Dataset entries
**********

//! The contract every platform implements.
//!
//! Grounded on `AgentAdapter` in `alfredjeanlab-oddjobs`'s
//! `crates/daemon/src/adapters/agent/mod.rs`: an `async_trait` lifecycle
//! interface plus an event channel handed to the adapter at construction,
//! with a `Fake` test double behind `#[cfg(test)]`.

use async_trait::async_trait;
use serde::{Deserialize, Serialize};
use thiserror::Error;
use tokio::sync::mpsc;

#[derive(Debug, Error)]
pub enum PlatformAdapterError {
    #[error("{platform}: not authenticated")]
    NotAuthenticated { platform: String },
    #[error("{platform}: timed out talking to remote service")]
    Timeout { platform: String },
    #[error("{platform}: connection dropped: {reason}")]
    Disconnected { platform: String, reason: String },
    #[error("{platform}: credentials rejected: {reason}")]
    AuthRejected { platform: String, reason: String },
    #[error("{platform}: unparsable payload: {reason}")]
    Protocol { platform: String, reason: String },
    #[error("adapter error: {0}")]
    Other(String),
}

/// Point-in-time counters surfaced by `status`/`health`.
#[derive(Debug, Clone, Default, Serialize, Deserialize)]
pub struct AdapterStats {
    pub message_count: u64,
    pub error_count: u64,
    pub last_message: Option<i64>,
    pub last_error: Option<String>,
    pub is_connected: bool,
}

/// Emitted by an adapter to its owning `PlatformManager` as things happen.
/// Delivery is FIFO per adapter via `mpsc`'s ordering guarantee, so
/// emissions are never lost or reordered on the way to the manager.
#[derive(Debug, Clone)]
pub enum AdapterEvent {
    Connected,
    Disconnected { reason: String },
    Error { error: String, retryable: bool },
    Message(Box<RawPlatformPayload>),
}

/// The untyped payload an adapter hands upstream; tagged by platform so the
/// normalizer can dispatch without a middle translation layer per platform.
#[derive(Debug, Clone, Serialize, Deserialize)]
#[serde(tag = "platform", rename_all = "snake_case")]
pub enum RawPlatformPayload {
    Signal(serde_json::Value),
    Whatsapp(serde_json::Value),
    Discord(serde_json::Value),
    Telegram(serde_json::Value),
    Gmail(serde_json::Value),
}

impl RawPlatformPayload {
    pub fn platform_name(&self) -> &'static str {
        match self {
            RawPlatformPayload::Signal(_) => "signal",
            RawPlatformPayload::Whatsapp(_) => "whatsapp",
            RawPlatformPayload::Discord(_) => "discord",
            RawPlatformPayload::Telegram(_) => "telegram",
            RawPlatformPayload::Gmail(_) => "gmail",
        }
    }
}

/// Per-platform adapter lifecycle. Implementations own their own
/// reconnection for transient faults; they only surface to the manager once
/// local retries are exhausted or the fault looks non-transient.
#[async_trait]
pub trait PlatformAdapter: Send + Sync + 'static {
    fn platform(&self) -> &'static str;

    /// Cheap check, may perform a lightweight handshake.
    async fn is_authenticated(&self) -> bool;

    /// Begins streaming. Must emit `Connected` once ready and
    /// `Error` + return on terminal failure.
    async fn start(&self, events: mpsc::Sender<AdapterEvent>) -> Result<(), PlatformAdapterError>;

    /// Closes resources. Idempotent; must not throw after the first call.
    async fn stop(&self);

    async fn is_connected(&self) -> bool;

    async fn get_stats(&self) -> AdapterStats;
}

#[cfg(any(test, feature = "test-support"))]
pub mod fake {
    use super::*;
    use std::sync::Arc;
    use tokio::sync::Mutex;

    #[derive(Debug, Clone)]
    pub enum FakeCall {
        Start,
        Stop,
    }

    struct FakeState {
        calls: Vec<FakeCall>,
        connected: bool,
        stats: AdapterStats,
        start_result: Option<PlatformAdapterError>,
    }

    #[derive(Clone)]
    pub struct FakePlatformAdapter {
        platform: &'static str,
        inner: Arc<Mutex<FakeState>>,
        stop_signal: Arc<tokio::sync::Notify>,
    }

    impl FakePlatformAdapter {
        pub fn new(platform: &'static str) -> Self {
            Self {
                platform,
                inner: Arc::new(Mutex::new(FakeState {
                    calls: Vec::new(),
                    connected: false,
                    stats: AdapterStats::default(),
                    start_result: None,
                })),
                stop_signal: Arc::new(tokio::sync::Notify::new()),
            }
        }

        pub fn fail_next_start(&self, error: PlatformAdapterError) {
            if let Ok(mut guard) = self.inner.try_lock() {
                guard.start_result = Some(error);
            }
        }

        pub async fn calls(&self) -> Vec<FakeCall> {
            self.inner.lock().await.calls.clone()
        }
    }

    #[async_trait]
    impl PlatformAdapter for FakePlatformAdapter {
        fn platform(&self) -> &'static str {
            self.platform
        }

        async fn is_authenticated(&self) -> bool {
            true
        }

        async fn start(
            &self,
            events: mpsc::Sender<AdapterEvent>,
        ) -> Result<(), PlatformAdapterError> {
            let mut guard = self.inner.lock().await;
            guard.calls.push(FakeCall::Start);
            if let Some(err) = guard.start_result.take() {
                let _ = events
                    .send(AdapterEvent::Error {
                        error: err.to_string(),
                        retryable: true,
                    })
                    .await;
                return Err(err);
            }
            guard.connected = true;
            drop(guard);
            let _ = events.send(AdapterEvent::Connected).await;
            // Mirrors a real adapter's connection loop: stay "started" until
            // told to stop, rather than returning as soon as connected.
            self.stop_signal.notified().await;
            Ok(())
        }

        async fn stop(&self) {
            let mut guard = self.inner.lock().await;
            guard.calls.push(FakeCall::Stop);
            guard.connected = false;
            drop(guard);
            self.stop_signal.notify_one();
        }

        async fn is_connected(&self) -> bool {
            self.inner.lock().await.connected
        }

        async fn get_stats(&self) -> AdapterStats {
            self.inner.lock().await.stats.clone()
        }
    }
}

**********

- PROMPT: Take the records above and return them exactly as written.

- ANSWER SPACE:
//! The contract every platform implements.
//!
//! Grounded on `AgentAdapter` in `alfredjeanlab-oddjobs`'s
//! `crates/daemon/src/adapters/agent/mod.rs`: an `async_trait` lifecycle
//! interface plus an event channel handed to the adapter at construction,
//! with a `Fake` test double behind `#[cfg(test)]`.

use async_trait::async_trait;
use serde::{Deserialize, Serialize};
use thiserror::Error;
use tokio::sync::mpsc;

#[derive(Debug, Error)]
pub enum PlatformAdapterError {
    #[error("{platform}: not authenticated")]
    NotAuthenticated { platform: String },
    #[error("{platform}: timed out talking to remote service")]
    Timeout { platform: String },
    #[error("{platform}: connection dropped: {reason}")]
    Disconnected { platform: String, reason: String },
    #[error("{platform}: credentials rejected: {reason}")]
    AuthRejected { platform: String, reason: String },
    #[error("{platform}: unparsable payload: {reason}")]
    Protocol { platform: String, reason: String },
    #[error("adapter error: {0}")]
    Other(String),
}

/// Point-in-time counters surfaced by `status`/`health`.
#[derive(Debug, Clone, Default, Serialize, Deserialize)]
pub struct AdapterStats {
    pub message_count: u64,
    pub error_count: u64,
    pub last_message: Option<i64>,
    pub last_error: Option<String>,
    pub is_connected: bool,
}

/// Emitted by an adapter to its owning `PlatformManager` as things happen.
/// Delivery is FIFO per adapter via `mpsc`'s ordering guarantee, so
/// emissions are never lost or reordered on the way to the manager.
#[derive(Debug, Clone)]
pub enum AdapterEvent {
    Connected,
    Disconnected { reason: String },
    Error { error: String, retryable: bool },
    Message(Box<RawPlatformPayload>),
}

/// The untyped payload an adapter hands upstream; tagged by platform so the
/// normalizer can dispatch without a middle translation layer per platform.
#[derive(Debug, Clone, Serialize, Deserialize)]
#[serde(tag = "platform", rename_all = "snake_case")]
pub enum RawPlatformPayload {
    Signal(serde_json::Value),
    Whatsapp(serde_json::Value),
    Discord(serde_json::Value),
    Telegram(serde_json::Value),
    Gmail(serde_json::Value),
}

impl RawPlatformPayload {
    pub fn platform_name(&self) -> &'static str {
        match self {
            RawPlatformPayload::Signal(_) => "signal",
            RawPlatformPayload::Whatsapp(_) => "whatsapp",
            RawPlatformPayload::Discord(_) => "discord",
            RawPlatformPayload::Telegram(_) => "telegram",
            RawPlatformPayload::Gmail(_) => "gmail",
        }
    }
}

/// Per-platform adapter lifecycle. Implementations own their own
/// reconnection for transient faults; they only surface to the manager once
/// local retries are exhausted or the fault looks non-transient.
#[async_trait]
pub trait PlatformAdapter: Send + Sync + 'static {
    fn platform(&self) -> &'static str;

    /// Cheap check, may perform a lightweight handshake.
    async fn is_authenticated(&self) -> bool;

    /// Begins streaming. Must emit `Connected` once ready and
    /// `Error` + return on terminal failure.
    async fn start(&self, events: mpsc::Sender<AdapterEvent>) -> Result<(), PlatformAdapterError>;

    /// Closes resources. Idempotent; must not throw after the first call.
    async fn stop(&self);

    async fn is_connected(&self) -> bool;

    async fn get_stats(&self) -> AdapterStats;
}

#[cfg(any(test, feature = "test-support"))]
pub mod fake {
    use super::*;
    use std::sync::Arc;
    use tokio::sync::Mutex;

    #[derive(Debug, Clone)]
    pub enum FakeCall {
        Start,
        Stop,
    }

    struct FakeState {
        calls: Vec<FakeCall>,
        connected: bool,
        stats: AdapterStats,
        start_result: Option<PlatformAdapterError>,
    }

    #[derive(Clone)]
    pub struct FakePlatformAdapter {
        platform: &'static str,
        inner: Arc<Mutex<FakeState>>,
        stop_signal: Arc<tokio::sync::Notify>,
    }

    impl FakePlatformAdapter {
        pub fn new(platform: &'static str) -> Self {
            Self {
                platform,
                inner: Arc::new(Mutex::new(FakeState {
                    calls: Vec::new(),
                    connected: false,
                    stats: AdapterStats::default(),
                    start_result: None,
                })),
                stop_signal: Arc::new(tokio::sync::Notify::new()),
            }
        }

        pub fn fail_next_start(&self, error: PlatformAdapterError) {
            if let Ok(mut guard) = self.inner.try_lock() {
                guard.start_result = Some(error);
            }
        }

        pub async fn calls(&self) -> Vec<FakeCall> {
            self.inner.lock().await.calls.clone()
        }
    }

    #[async_trait]
    impl PlatformAdapter for FakePlatformAdapter {
        fn platform(&self) -> &'static str {
            self.platform
        }

        async fn is_authenticated(&self) -> bool {
            true
        }

        async fn start(
            &self,
            events: mpsc::Sender<AdapterEvent>,
        ) -> Result<(), PlatformAdapterError> {
            let mut guard = self.inner.lock().await;
            guard.calls.push(FakeCall::Start);
            if let Some(err) = guard.start_result.take() {
                let _ = events
                    .send(AdapterEvent::Error {
                        error: err.to_string(),
                        retryable: true,
                    })
                    .await;
                return Err(err);
            }
            guard.connected = true;
            drop(guard);
            let _ = events.send(AdapterEvent::Connected).await;
            // Mirrors a real adapter's connection loop: stay "started" until
            // told to stop, rather than returning as soon as connected.
            self.stop_signal.notified().await;
            Ok(())
        }

        async fn stop(&self) {
            let mut guard = self.inner.lock().await;
            guard.calls.push(FakeCall::Stop);
            guard.connected = false;
            drop(guard);
            self.stop_signal.notify_one();
        }

        async fn is_connected(&self) -> bool {
            self.inner.lock().await.connected
        }

        async fn get_stats(&self) -> AdapterStats {
            self.inner.lock().await.stats.clone()
        }
    }
}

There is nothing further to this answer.